Levistus's_Leviathan

5e Freelancer
I have to ask you the same question I asked @EzekielRaiden: would you insist that other gamers follow your views? Your thoughts above seem rather prescriptive of other people's opinions.
Would I insist that another table stops using the pre-errata lore for the Hadozee or old versions of Vistani? No. I'd certainly speak up at the table that used that lore just to make them aware of the problems and try to get people online to understand my viewpoint, but I wouldn't "insist" that they change how they play their table because of me.

Same answer.
 

Vaalingrade

Legend
if I have evil orcs attack a town, and my party fights them does it matter if ALL orcs are evil or are just THESE orcs are evil?
That's what I don't get. Why do ALL of them absolutely need to be evil.

It's like in the 'is this evil' thread where there's an alien species that feels the need to eliminate all humans. Does it matter if they're evil, does it matter that every single one of them - children and elderly included, even the ones you will never meet-- is a justifiable kill if the ones you're facing here and now are a clear and present danger?
 

Vaalingrade

Legend
Sure. You're right. Let's not discuss that thing.
Yeah, but you can see the issue here, right?

Avoiding the problematic bouy by steering full speed into a problematic iceberg larger than the ship itself.

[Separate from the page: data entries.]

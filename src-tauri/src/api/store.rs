use std::collections::BTreeSet;

use log::info;

use super::{
    err::CustomError,
    student::{SearchField, Student, StudentRecord},
};

/// 内存中的学生列表
///
/// Records keep insertion order, which is also display order. A record's
/// serial number is its 1-based position and is rewritten after a delete,
/// so records have no identity beyond where they currently sit.
#[derive(Debug, Default)]
pub struct RecordStore {
    records: Vec<StudentRecord>,
}

impl RecordStore {
    pub fn new() -> Self {
        Self::default()
    }

    pub fn len(&self) -> usize {
        self.records.len()
    }

    pub fn is_empty(&self) -> bool {
        self.records.is_empty()
    }

    pub fn get(&self, index: usize) -> Option<&StudentRecord> {
        self.records.get(index)
    }

    pub fn all(&self) -> &[StudentRecord] {
        &self.records
    }

    /// append a student, failing if another one already has its roll no, session and course
    pub fn add(&mut self, student: Student) -> Result<&StudentRecord, CustomError> {
        if self.records.iter().any(|r| r.student.same_key(&student)) {
            return Err(CustomError::Duplicate(student.key()));
        }

        let serial_no = self.records.len() + 1;
        info!("adding student {} as serial {}", student.key(), serial_no);
        self.records.push(StudentRecord::new(serial_no, student));
        Ok(&self.records[serial_no - 1])
    }

    /// replace the student at `index`; the record being replaced doesn't count as a duplicate
    pub fn update(&mut self, index: usize, student: Student) -> Result<&StudentRecord, CustomError> {
        self.check_index(index)?;

        let clash = self
            .records
            .iter()
            .enumerate()
            .any(|(i, r)| i != index && r.student.same_key(&student));
        if clash {
            return Err(CustomError::Duplicate(student.key()));
        }

        info!("updating student at serial {}", index + 1);
        self.records[index] = StudentRecord::new(index + 1, student);
        Ok(&self.records[index])
    }

    /// remove every record at the given positions, then renumber the rest
    ///
    /// Nothing is removed unless all positions are in range.
    pub fn delete<I>(&mut self, indices: I) -> Result<usize, CustomError>
    where
        I: IntoIterator<Item = usize>,
    {
        let indices: BTreeSet<usize> = indices.into_iter().collect();
        for &index in &indices {
            self.check_index(index)?;
        }

        // back to front so earlier positions stay valid
        for &index in indices.iter().rev() {
            self.records.remove(index);
        }
        self.renumber();

        info!(
            "deleted {} student(s), {} remaining",
            indices.len(),
            self.records.len()
        );
        Ok(indices.len())
    }

    /// case-insensitive substring search on one column, in store order
    ///
    /// Each hit comes with its position so a filtered display can still be
    /// mapped back to the store.
    pub fn find(&self, field: SearchField, needle: &str) -> Vec<(usize, &StudentRecord)> {
        let needle = needle.to_lowercase();
        self.records
            .iter()
            .enumerate()
            .filter(|(_, r)| r.field_text(field).to_lowercase().contains(&needle))
            .collect()
    }

    fn check_index(&self, index: usize) -> Result<(), CustomError> {
        if index >= self.records.len() {
            return Err(CustomError::Index {
                index,
                len: self.records.len(),
            });
        }
        Ok(())
    }

    fn renumber(&mut self) {
        for (i, record) in self.records.iter_mut().enumerate() {
            record.serial_no = i + 1;
        }
    }
}
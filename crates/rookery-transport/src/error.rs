//! Error types for the transport layer.

/// Errors that can occur in the transport layer.
#[derive(Debug, thiserror::Error)]
pub enum TransportError {
    /// The listening socket could not be bound.
    #[error("failed to bind {addr}: {source}")]
    Bind {
        addr: String,
        #[source]
        source: std::io::Error,
    },

    /// Accepting a TCP connection failed.
    #[error("accept failed: {0}")]
    AcceptFailed(#[source] std::io::Error),

    /// The TCP connection was accepted but the WebSocket upgrade failed.
    #[error("websocket handshake failed: {0}")]
    Handshake(String),

    /// The peer did not finish the WebSocket upgrade in time.
    #[error("websocket handshake timed out after {0:?}")]
    HandshakeTimeout(std::time::Duration),

    /// Sending a frame failed.
    #[error("send failed: {0}")]
    SendFailed(String),

    /// Receiving a frame failed.
    #[error("receive failed: {0}")]
    ReceiveFailed(String),

    /// The local address could not be read from the listener.
    #[error("local address unavailable: {0}")]
    LocalAddr(#[source] std::io::Error),
}
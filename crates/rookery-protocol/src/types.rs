//! Value types that travel inside messages.
//!
//! Each type validates itself on the way in. Serde is pointed at a
//! `TryFrom<String>` impl (`#[serde(try_from = "String")]`), so a frame
//! carrying `"code": "48"` or `"from": "z9"` fails to decode instead of
//! reaching the coordinator.

use std::fmt;

use serde::{Deserialize, Serialize};

use crate::ProtocolError;

// ---------------------------------------------------------------------------
// RoomCode
// ---------------------------------------------------------------------------

/// The short, human-shareable address of a room: exactly four decimal
/// digits.
///
/// Kept as a string so leading zeros survive the trip through JSON and
/// through a person reading it aloud to a friend.
#[derive(Debug, Clone, PartialEq, Eq, Hash, PartialOrd, Ord, Serialize, Deserialize)]
#[serde(try_from = "String", into = "String")]
pub struct RoomCode(String);

impl RoomCode {
    /// Number of digits in every room code.
    pub const LEN: usize = 4;

    /// Parses a room code, rejecting anything but four ASCII digits.
    pub fn parse(s: &str) -> Result<Self, ProtocolError> {
        if s.len() == Self::LEN && s.bytes().all(|b| b.is_ascii_digit()) {
            Ok(Self(s.to_string()))
        } else {
            Err(ProtocolError::InvalidRoomCode(s.to_string()))
        }
    }

    /// Formats a number as a zero-padded code. Only the last four digits
    /// are kept.
    pub fn from_number(n: u16) -> Self {
        Self(format!("{:04}", n % 10_000))
    }

    /// Returns the code as a string slice.
    pub fn as_str(&self) -> &str {
        &self.0
    }
}

impl TryFrom<String> for RoomCode {
    type Error = ProtocolError;

    fn try_from(value: String) -> Result<Self, Self::Error> {
        Self::parse(&value)
    }
}

impl From<RoomCode> for String {
    fn from(code: RoomCode) -> Self {
        code.0
    }
}

impl fmt::Display for RoomCode {
    fn fmt(&self, f: &mut fmt::Formatter<'_>) -> fmt::Result {
        f.write_str(&self.0)
    }
}

// ---------------------------------------------------------------------------
// Color
// ---------------------------------------------------------------------------

/// A side of the board. The room creator plays White.
#[derive(Debug, Clone, Copy, PartialEq, Eq, Hash, Serialize, Deserialize)]
#[serde(rename_all = "lowercase")]
pub enum Color {
    White,
    Black,
}

impl Color {
    /// Returns the other side.
    pub fn opponent(self) -> Self {
        match self {
            Self::White => Self::Black,
            Self::Black => Self::White,
        }
    }
}

impl fmt::Display for Color {
    fn fmt(&self, f: &mut fmt::Formatter<'_>) -> fmt::Result {
        match self {
            Self::White => f.write_str("white"),
            Self::Black => f.write_str("black"),
        }
    }
}

// ---------------------------------------------------------------------------
// Square
// ---------------------------------------------------------------------------

/// A board square in algebraic notation: file `a`..`h`, rank `1`..`8`.
#[derive(Debug, Clone, Copy, PartialEq, Eq, Hash, Serialize, Deserialize)]
#[serde(try_from = "String", into = "String")]
pub struct Square {
    file: u8,
    rank: u8,
}

impl Square {
    /// Parses `"e4"`-style notation. File letters are case-insensitive.
    pub fn parse(s: &str) -> Result<Self, ProtocolError> {
        match s.as_bytes() {
            [f, r] => {
                let f = f.to_ascii_lowercase();
                if (b'a'..=b'h').contains(&f) && (b'1'..=b'8').contains(r) {
                    Ok(Self {
                        file: f - b'a',
                        rank: r - b'1',
                    })
                } else {
                    Err(ProtocolError::InvalidSquare(s.to_string()))
                }
            }
            _ => Err(ProtocolError::InvalidSquare(s.to_string())),
        }
    }

    /// Zero-based file index (`a` = 0).
    pub fn file_index(self) -> usize {
        usize::from(self.file)
    }

    /// Zero-based rank index (rank `1` = 0).
    pub fn rank_index(self) -> usize {
        usize::from(self.rank)
    }
}

impl TryFrom<String> for Square {
    type Error = ProtocolError;

    fn try_from(value: String) -> Result<Self, Self::Error> {
        Self::parse(&value)
    }
}

impl From<Square> for String {
    fn from(sq: Square) -> Self {
        sq.to_string()
    }
}

impl fmt::Display for Square {
    fn fmt(&self, f: &mut fmt::Formatter<'_>) -> fmt::Result {
        write!(f, "{}{}", char::from(b'a' + self.file), char::from(b'1' + self.rank))
    }
}

// ---------------------------------------------------------------------------
// Promotion
// ---------------------------------------------------------------------------

/// The piece a pawn becomes on the last rank.
///
/// Defaults to [`Promotion::Queen`]: a pawn that reaches the last rank
/// without an explicit choice becomes a queen. This is user-visible game
/// behavior, not a parsing fallback.
#[derive(Debug, Clone, Copy, PartialEq, Eq, Hash, Default, Serialize, Deserialize)]
pub enum Promotion {
    #[default]
    #[serde(rename = "q", alias = "Q")]
    Queen,
    #[serde(rename = "r", alias = "R")]
    Rook,
    #[serde(rename = "b", alias = "B")]
    Bishop,
    #[serde(rename = "n", alias = "N")]
    Knight,
}

impl Promotion {
    /// The lowercase letter used on the wire.
    pub fn letter(self) -> char {
        match self {
            Self::Queen => 'q',
            Self::Rook => 'r',
            Self::Bishop => 'b',
            Self::Knight => 'n',
        }
    }
}

// ---------------------------------------------------------------------------
// MoveSpec
// ---------------------------------------------------------------------------

/// A candidate move as a client submits it.
///
/// Whether the move is legal is not this type's business; that is decided
/// by the rules engine against the room's authoritative position.
#[derive(Debug, Clone, Copy, PartialEq, Eq, Serialize, Deserialize)]
pub struct MoveSpec {
    pub from: Square,
    pub to: Square,
    #[serde(default, skip_serializing_if = "Option::is_none")]
    pub promotion: Option<Promotion>,
}

impl MoveSpec {
    /// Builds a move from two squares in algebraic notation.
    pub fn parse(from: &str, to: &str) -> Result<Self, ProtocolError> {
        Ok(Self {
            from: Square::parse(from)?,
            to: Square::parse(to)?,
            promotion: None,
        })
    }

    /// Sets an explicit promotion piece.
    pub fn with_promotion(mut self, piece: Promotion) -> Self {
        self.promotion = Some(piece);
        self
    }

    /// The promotion piece, falling back to the queen default.
    pub fn promotion_or_default(&self) -> Promotion {
        self.promotion.unwrap_or_default()
    }
}

impl fmt::Display for MoveSpec {
    fn fmt(&self, f: &mut fmt::Formatter<'_>) -> fmt::Result {
        write!(f, "{}{}", self.from, self.to)?;
        if let Some(p) = self.promotion {
            write!(f, "{}", p.letter())?;
        }
        Ok(())
    }
}
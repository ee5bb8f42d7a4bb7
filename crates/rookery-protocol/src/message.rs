//! Intents (client → coordinator) and events (coordinator → client).
//!
//! Both enums are internally tagged with a snake_case `"type"` field and
//! use camelCase field names, which is what the browser client reads:
//!
//! ```text
//! {"type":"join_room","code":"4821","displayName":"B"}
//! {"type":"room_joined","code":"4821","color":"black","opponentName":"A"}
//! ```

use serde::{Deserialize, Serialize};

use crate::{Color, MoveSpec, Promotion, RoomCode, Square};

// ---------------------------------------------------------------------------
// Intent
// ---------------------------------------------------------------------------

/// A request from a connection to change shared state.
///
/// Each variant carries only the fields that intent needs. There is no
/// "disconnect" intent on the wire: a closed stream *is* the disconnect.
#[derive(Debug, Clone, PartialEq, Eq, Serialize, Deserialize)]
#[serde(tag = "type", rename_all = "snake_case", rename_all_fields = "camelCase")]
pub enum Intent {
    /// Open a new room and sit as White.
    CreateRoom {
        #[serde(default)]
        display_name: String,
    },

    /// Sit as Black in a room that has exactly one player.
    JoinRoom {
        code: RoomCode,
        #[serde(default)]
        display_name: String,
    },

    /// Play a move. The coordinator decides whose turn it is.
    MakeMove(MoveSpec),

    /// Offer a draw to the opponent.
    OfferDraw,

    /// Accept or decline the opponent's pending draw offer.
    RespondDraw { accept: bool },

    /// Concede the game.
    Resign,

    /// Leave the current room but keep the connection open.
    LeaveRoom,

    /// The caller's own clock ran out. Clocks live on the client, so the
    /// coordinator takes the report at face value, like a resignation.
    ReportTimeout,
}

impl Intent {
    /// Short name for logging.
    pub fn kind(&self) -> &'static str {
        match self {
            Self::CreateRoom { .. } => "create_room",
            Self::JoinRoom { .. } => "join_room",
            Self::MakeMove(_) => "make_move",
            Self::OfferDraw => "offer_draw",
            Self::RespondDraw { .. } => "respond_draw",
            Self::Resign => "resign",
            Self::LeaveRoom => "leave_room",
            Self::ReportTimeout => "report_timeout",
        }
    }
}

// ---------------------------------------------------------------------------
// Event
// ---------------------------------------------------------------------------

/// A notification from the coordinator to one or more connections.
#[derive(Debug, Clone, PartialEq, Eq, Serialize, Deserialize)]
#[serde(tag = "type", rename_all = "snake_case", rename_all_fields = "camelCase")]
pub enum Event {
    /// Sent to the creator: the room exists and they play `color`.
    RoomCreated { code: RoomCode, color: Color },

    /// Sent to the joiner: they're seated opposite `opponent_name`.
    RoomJoined {
        code: RoomCode,
        color: Color,
        opponent_name: String,
    },

    /// Sent to the waiting player when someone sits down.
    OpponentJoined { opponent_name: String },

    /// Sent to everyone in the room, mover included, after a legal move.
    MoveApplied {
        from: Square,
        to: Square,
        promotion: Promotion,
        mover_name: String,
        mover_color: Color,
    },

    /// Sent to the opponent of whoever offered.
    DrawOffered,

    /// Sent to whoever offered, once the opponent answers.
    DrawResponse { accepted: bool },

    /// Sent to the opponent of whoever resigned.
    OpponentResigned,

    /// Sent to the player left behind. `name` and `color` describe the
    /// player who left, as they were seated before leaving.
    OpponentDisconnected { name: String, color: Color },

    /// The game is over.
    GameEnded { result: GameResult, reason: EndReason },

    /// The caller's intent was refused. Only ever sent to the caller.
    Rejected { reason: RejectReason },
}

// ---------------------------------------------------------------------------
// Outcomes and rejections
// ---------------------------------------------------------------------------

/// Final score in PGN notation.
#[derive(Debug, Clone, Copy, PartialEq, Eq, Hash, Serialize, Deserialize)]
pub enum GameResult {
    #[serde(rename = "1-0")]
    WhiteWins,
    #[serde(rename = "0-1")]
    BlackWins,
    #[serde(rename = "1/2-1/2")]
    Draw,
}

impl GameResult {
    /// The result in which `color` wins.
    pub fn win_for(color: Color) -> Self {
        match color {
            Color::White => Self::WhiteWins,
            Color::Black => Self::BlackWins,
        }
    }
}

/// Why a game ended.
#[derive(Debug, Clone, Copy, PartialEq, Eq, Hash, Serialize, Deserialize)]
#[serde(rename_all = "snake_case")]
pub enum EndReason {
    Checkmate,
    Stalemate,
    DrawAgreement,
    Resignation,
    Timeout,
    Disconnection,
}

/// Why an intent was refused.
#[derive(Debug, Clone, Copy, PartialEq, Eq, Hash, Serialize, Deserialize)]
#[serde(rename_all = "snake_case")]
pub enum RejectReason {
    RoomNotFound,
    RoomFull,
    AlreadyInRoom,
    NotInGame,
    NotYourTurn,
    IllegalMove,
    RejectedGeneric,
}
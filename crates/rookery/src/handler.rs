//! Per-connection adapter: frames in, intents to the coordinator, events out.
//!
//! Each accepted connection gets its own Tokio task running
//! [`handle_connection`], plus a writer task that drains the connection's
//! outbox onto the socket. The flow is:
//!   1. Finish the WebSocket upgrade (bounded by the handshake timeout)
//!   2. Register the connection with the coordinator
//!   3. Loop: receive a frame → decode an intent → hand it over
//!   4. On close or error, disconnect (via the drop guard)
//!
//! Intents from one connection are handled one at a time, in the order
//! they arrived.

use std::sync::Arc;

use rookery_protocol::{Codec, Event, Intent, RejectReason};
use rookery_room::Rules;
use rookery_session::outbox;
use rookery_transport::{Connection, ConnectionId, Incoming, PendingWebSocket, WebSocketConnection};
use tokio::sync::mpsc::UnboundedReceiver;

use crate::RookeryError;
use crate::server::ServerState;

/// Drop guard that disconnects a connection when its handler exits.
///
/// This ensures cleanup happens even if the handler panics. Since `Drop`
/// is synchronous, the async teardown runs in a fire-and-forget task.
struct DisconnectGuard<R: Rules, C: Codec> {
    conn_id: ConnectionId,
    state: Arc<ServerState<R, C>>,
}

impl<R: Rules, C: Codec> Drop for DisconnectGuard<R, C> {
    fn drop(&mut self) {
        let conn_id = self.conn_id;
        let state = Arc::clone(&self.state);
        tokio::spawn(async move {
            state.coordinator.disconnect(conn_id).await;
        });
    }
}

/// Handles a single connection from accept to close.
pub(crate) async fn handle_connection<R: Rules, C: Codec>(
    pending: PendingWebSocket,
    state: Arc<ServerState<R, C>>,
) -> Result<(), RookeryError> {
    let conn = Arc::new(pending.upgrade().await?);
    let conn_id = conn.id();
    tracing::debug!(%conn_id, peer = ?conn.peer_addr(), "handling new connection");

    let (tx, rx) = outbox();
    state.coordinator.connect(conn_id, tx).await?;
    let _guard = DisconnectGuard {
        conn_id,
        state: Arc::clone(&state),
    };

    tokio::spawn(write_events(Arc::clone(&conn), Arc::clone(&state), rx));

    loop {
        let data = match conn.recv().await {
            Ok(Some(data)) => data,
            Ok(None) => {
                tracing::info!(%conn_id, "connection closed cleanly");
                break;
            }
            Err(e) => {
                tracing::debug!(%conn_id, error = %e, "recv error");
                break;
            }
        };

        match state.codec.decode::<Intent>(&data) {
            Ok(intent) => state.coordinator.handle(conn_id, intent).await,
            Err(e) => {
                tracing::debug!(%conn_id, error = %e, "failed to decode intent");
                state
                    .coordinator
                    .reject(conn_id, RejectReason::RejectedGeneric)
                    .await;
            }
        }
    }

    // _guard drops here → disconnect fires.
    Ok(())
}

/// Writes every event queued for one connection to its socket, in order.
///
/// Ends when the outbox is dropped (the connection was disconnected) or a
/// write fails (the socket is gone).
async fn write_events<R: Rules, C: Codec>(
    conn: Arc<WebSocketConnection>,
    state: Arc<ServerState<R, C>>,
    mut rx: UnboundedReceiver<Event>,
) {
    let conn_id = conn.id();
    while let Some(event) = rx.recv().await {
        let bytes = match state.codec.encode(&event) {
            Ok(bytes) => bytes,
            Err(e) => {
                tracing::warn!(%conn_id, error = %e, "failed to encode event");
                continue;
            }
        };
        if let Err(e) = conn.send(&bytes).await {
            tracing::debug!(%conn_id, error = %e, "send failed, stopping writer");
            return;
        }
    }
    let _ = conn.close().await;
}
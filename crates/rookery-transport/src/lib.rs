//! Transport layer for rookery.
//!
//! A participant is one persistent, ordered, bidirectional message stream.
//! The [`Transport`] trait accepts such streams and the [`Connection`] trait
//! moves whole frames across one of them. Nothing here knows about rooms or
//! games: a frame is just bytes.
//!
//! A dropped stream is final. There is no resume, so the layers above treat
//! `recv() -> Ok(None)` (or any receive error) as a permanent disconnect.
//!
//! # Feature Flags
//!
//! - `websocket` (default): WebSocket transport via `tokio-tungstenite`

#![allow(async_fn_in_trait)]

mod error;
#[cfg(feature = "websocket")]
mod websocket;

pub use error::TransportError;
#[cfg(feature = "websocket")]
pub use websocket::{
    DEFAULT_HANDSHAKE_TIMEOUT, PendingWebSocket, WebSocketConnection, WebSocketTransport,
};

use std::fmt;
use std::net::SocketAddr;

/// Opaque, process-local identifier for one live connection.
///
/// Identifiers are never reused within a process, so a stale id held by
/// a room can't accidentally address a newer connection.
#[derive(Debug, Clone, Copy, PartialEq, Eq, Hash, PartialOrd, Ord)]
pub struct ConnectionId(u64);

impl ConnectionId {
    /// Wraps a raw counter value.
    pub fn new(id: u64) -> Self {
        Self(id)
    }

    /// The raw counter value.
    pub fn into_inner(self) -> u64 {
        self.0
    }
}

impl fmt::Display for ConnectionId {
    fn fmt(&self, f: &mut fmt::Formatter<'_>) -> fmt::Result {
        write!(f, "conn-{}", self.0)
    }
}

/// A listener that hands out freshly accepted peers.
///
/// `accept` only waits for the socket-level accept. The protocol
/// handshake lives in [`Incoming::upgrade`] so a caller can run it on its
/// own task, and a peer that never finishes it can't hold up the next
/// accept.
pub trait Transport: Send + Sync + 'static {
    type Connection: Connection;
    type Incoming: Incoming<Connection = Self::Connection, Error = Self::Error>;
    type Error: std::error::Error + Send + Sync;

    /// Waits for the next peer.
    async fn accept(&mut self) -> Result<Self::Incoming, Self::Error>;

    /// The bound address. After binding port `0` this is the real port.
    fn local_addr(&self) -> Result<SocketAddr, Self::Error>;
}

/// An accepted peer whose handshake has not run yet.
pub trait Incoming: Send + 'static {
    type Connection: Connection;
    type Error: std::error::Error + Send + Sync;

    fn peer_addr(&self) -> SocketAddr;

    /// Completes the handshake, giving up after the transport's
    /// handshake timeout.
    async fn upgrade(self) -> Result<Self::Connection, Self::Error>;
}

/// A single connection that carries whole frames in both directions.
///
/// `send` and `recv` may be called concurrently from different tasks:
/// one task typically parks in `recv` while another drains outbound
/// events through `send`.
pub trait Connection: Send + Sync + 'static {
    type Error: std::error::Error + Send + Sync;

    /// Writes one whole frame.
    async fn send(&self, data: &[u8]) -> Result<(), Self::Error>;

    /// Reads the next whole frame, or `Ok(None)` once the peer has closed
    /// the stream.
    async fn recv(&self) -> Result<Option<Vec<u8>>, Self::Error>;

    /// Starts a clean close. Frames already written are still flushed.
    async fn close(&self) -> Result<(), Self::Error>;

    fn id(&self) -> ConnectionId;

    /// The remote address, when the transport knows it.
    fn peer_addr(&self) -> Option<SocketAddr> {
        None
    }
}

Let's not talk about reasons for killing people that might be an issue; let's just kill them for being born wrong.

When all the while we're just killing them for being in the way of killing guys who we have reasons to kill or having stuff we would rather like to own instead of them anyway.
 

That's what I don't get. Why do ALL of them absolutely need to be evil.

It's like in the 'is this evil' thread where there's an alien species that feels the need to eliminate all humans. Does it matter if they're evil, does it matter that every single one of them - children and elderly included, even the ones you will never meet-- is a justifiable kill if the ones you're facing here and now are a clear and present danger?
It's also worth noting that this is not in fact a new issue. Grappling with or gleefully ignoring the moral implications of violence are as old as RPGs. Keep on the Borderlands has non-combatant women and children peppered among the various orc/goblins/ect found in the caves that the PC presumably have to clear out. What do you do about them?
 

"Inherently evil" races--races that have the capacity to make moral choices, but inherently always make evil ones--are a problem for both the racism reasons (isn't it just dandy that they're coded with stereotypical Asian, African, or Middle Eastern characteristics? Good gosh golly, so unfortunate that!) and for the simple fact that they crush any actual moral understanding that could be learned from the text.
So, what if you remove the coding? What about having orcs, having come from elves, look the same as elves - conventionally beautiful, ethereal, etc., other than often being built like linebackers? But still evil?
 

So, what if you remove the coding? What about having orcs, having come from elves, look the same as elves - conventionally beautiful, ethereal, etc., other than often being built like linebackers? But still evil?
Part of the objection is simply that biological essentialism when it comes to behavior is in essence the basis of racism.